Falar bem português é coisa já de museu, rara, de gente estranha, com hábitos muito esquisitos, de fugir a sete pés pois não são mais do que uns "chatos" !
À saída de um qualquer curso, mestrado ou doutoramento na difícil arte de bem palrar e bem escrevinhar na língua de Camões, Pessoa e Saramago, podemos mesmo deparar com um entendido, como dizem os espanhóis, um "esperto", a escrever isto nas redes sociais:
"Olha, ó meu, tenhote oubido bezes sem conta e estou fartinho de te escutar. Estou em acarditar que isto de inscreber no fácebuque ou nos istagramas é uma faca de dois legumes, tanto pode ser oubido assim cumássado. Não bou inscrever máinada pra ti. Prontos! "
Cá por mim, tenho já como experiência de vida, o seguinte:
1 - Encontro inesperadamente um tipo conhecido que logo me diz:
“NÃO ERA SUPOSTO teres ido ao centro comercial esta manhã? “
… e sei que estou, muito provavelmente, a falar com uma pessoa jovem, poderá ter 18, 20, até 40 anos, com habilitações literárias médias ou mesmo na média superior. Que não é dada, mesmo nada, a hábitos de leitura, que se relaciona muito com pessoas daquele mesmo género, que também não gostam mesmo nada de ler mas falam pelos cotovelos e usam amiúde aquela expressão que terão ouvido a alguém visto como um intelectual ou com estatuto de pessoa que fala bem.
2 - Encontro com naturalidade alguém que me diz:
“ ERA EXPECTAVEL que ele tivesse cá vindo ontém “
… e sei que estou a falar com uma pessoa, com grande probabilidade, do sexo feminino, com nivel literário médio ou médio baixo, que poderá ter entre 25 e 50 anos, com boa apresentação, que sabe que é vista com os mesmos olhos de quem olha o milho de boa qualidade.
Que tem um vocabolário muito reduzido mas pensa que aquela e outras expressões do mesmo género compensam a falta de conhecimento de muitas outras expressões e compensam, sobretudo, os anos de notas péssimas a português e a matemática.
Pessoa que tem grande aversão a livros e a leituras que não sejam as revistas de cusquice e mal dizer e que nunca foi ainda mal tratada ou precisa encontrar quem a mal trate muito e muitas mais vezes.
3 - Encontro ou vejo e oiço num televisor uma pessoa que diz :
“QUIÇÁ”
… e sei que se deverá tratar de um comentador desportivo que chama a um jogador francês Má-ti-ô.
Que, pela mesma razão chamaria a Mireille Mathieu, Mireie Má-ti-ô e que abomina leituras que não sejam um dos três jornais desportivos , conforme a queda e a respectiva côr clubistica.

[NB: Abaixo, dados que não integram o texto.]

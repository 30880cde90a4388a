//! Backtracking structural matcher.
//!
//! Matching is lazy: every operation returns an iterator of environments
//! and nothing past the first result is computed until the caller asks for
//! it. Ellipses try the shortest absorption first, so the first
//! environment produced is the one consuming the fewest target siblings.

use std::collections::HashSet;
use std::rc::Rc;

use ir::{
    kinds_equal, schema, sequences_equal, EqualityPolicy, ListKind, Marker, NodeId, NodeKind,
    Position, Span, Tree,
};
use patterns::{PatternRoot, PatternTree};

use crate::budget::Budget;
use crate::env::{Binding, Env};
use crate::error::{InvariantViolation, MatchError};

/// Lazily produced environments of one match attempt.
pub type Matches<'a> = Box<dyn Iterator<Item = Result<Env, MatchError>> + 'a>;

/// Lazily produced, deduplicated matches of a whole search.
pub type Found<'a> = Box<dyn Iterator<Item = Result<Match, MatchError>> + 'a>;

/// Environments of a sequence prefix, each with the siblings it consumed.
type Prefixes<'a> = Box<dyn Iterator<Item = Result<(Env, usize), MatchError>> + 'a>;

/// One occurrence of a pattern in a target tree.
#[derive(Debug, Clone, PartialEq, Eq, Hash)]
pub struct Match {
    pub span: Span,
    /// The matched node, or `None` when the range is a run of siblings.
    pub anchor: Option<NodeId>,
    pub env: Env,
}

fn none<'a>() -> Matches<'a> {
    Box::new(std::iter::empty())
}

fn single<'a>(env: Env) -> Matches<'a> {
    Box::new(std::iter::once(Ok(env)))
}

fn fail<'a>(err: MatchError) -> Matches<'a> {
    Box::new(std::iter::once(Err(err)))
}

/// Feeds every environment of `first` into `then`; errors pass through
/// untouched so the consumer sees them in order.
fn chain<'a, F>(first: Matches<'a>, then: F) -> Matches<'a>
where
    F: Fn(Env) -> Matches<'a> + 'a,
{
    Box::new(first.flat_map(move |item| match item {
        Ok(env) => then(env),
        Err(err) => fail(err),
    }))
}

#[derive(Clone, Copy)]
pub struct Matcher<'a> {
    pattern: &'a Tree,
    root: &'a PatternRoot,
    target: &'a Tree,
    policy: EqualityPolicy,
    budget: &'a Budget,
}
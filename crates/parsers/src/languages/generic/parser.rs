//! Recursive-descent parser lowering the generic grammar straight into the
//! generic tree.

use ir::{
    ArgKind, AttrKind, BinOp, DeclKind, ExprKind, LineIndex, ListKind, Literal, Marker, NodeId,
    NodeKind, ParamKind, Span, StmtKind, Tree, TreeBuilder, TypeKind, UnOp,
};

use super::lexer::{Tok, Token};
use crate::SyntaxError;

const KEYWORDS: &[&str] = &[
    "let", "var", "const", "fn", "class", "if", "else", "while", "for", "in", "return", "throw",
    "break", "continue", "new", "true", "false", "null", "await",
];

/// Deepest statement or expression nesting accepted before the parser
/// gives up instead of exhausting the stack.
const MAX_NESTING: usize = 100;

const MODIFIERS: &[&str] = &[
    "pub", "static", "async", "const", "export", "private", "public", "protected", "final",
    "readonly",
];

fn binary_op(tok: &Tok) -> Option<(BinOp, u8)> {
    let Tok::Punct(p) = tok else {
        return None;
    };
    let op = BinOp::from_symbol(p)?;
    let prec = match op {
        BinOp::Or | BinOp::Coalesce => 1,
        BinOp::And => 2,
        BinOp::BitOr => 3,
        BinOp::BitXor => 4,
        BinOp::BitAnd => 5,
        BinOp::Eq | BinOp::NotEq | BinOp::StrictEq | BinOp::StrictNotEq => 6,
        BinOp::Lt | BinOp::Le | BinOp::Gt | BinOp::Ge => 7,
        BinOp::Shl | BinOp::Shr | BinOp::UShr => 8,
        BinOp::Add | BinOp::Sub => 9,
        BinOp::Mul | BinOp::Div | BinOp::Rem => 10,
        BinOp::Pow => 11,
        BinOp::In | BinOp::InstanceOf => return None,
    };
    Some((op, prec))
}

fn compound_op(p: &str) -> Option<BinOp> {
    p.strip_suffix('=')
        .filter(|sym| !sym.is_empty() && !matches!(*sym, "=" | "!" | "<" | ">" | "==" | "!="))
        .and_then(BinOp::from_symbol)
}

fn describe(tok: &Tok) -> String {
    match tok {
        Tok::Ident(name) => format!("`{name}`"),
        Tok::Int(raw) | Tok::Float(raw) => format!("number `{raw}`"),
        Tok::Str { raw, .. } => format!("string {raw}"),
        Tok::Punct(p) => format!("`{p}`"),
        Tok::Dots => "`...`".into(),
        Tok::DeepOpen => "`<...`".into(),
        Tok::DeepClose => "`...>`".into(),
        Tok::Eof => "end of input".into(),
    }
}

pub struct Parser<'a> {
    tokens: Vec<Token>,
    pos: usize,
    last_end: usize,
    depth: usize,
    pattern: bool,
    lines: &'a LineIndex,
    b: TreeBuilder,
}

type PResult<T> = Result<T, SyntaxError>;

Pessoa que diz e escreve “quaisqueres” e pode ainda brindar-me com ene palavrões desta estirpe.
4 - Entram-me pelos ouvidos expressões tais como:
… “Eu digo a ele”, “dizeria-lhe”, “mete as meias”, “diz a ela”, “mete o pão na mesa, não te demores”, "mete arroz no meu prato" …
… e sei que posso estar a falar com qualquer filho do senhor ou filho da senhora que não teve a sorte de ter nascido na minha geração ou no início dos anos da geração imediatamente seguinte e, portanto, não sabe mesmo articular um verbo reflexivo, um pronome reflexo, uma ponta de uma haste de um boi de português faldo normalmente pelo português habilitado com a quarta classe do ensino primário da minha geração.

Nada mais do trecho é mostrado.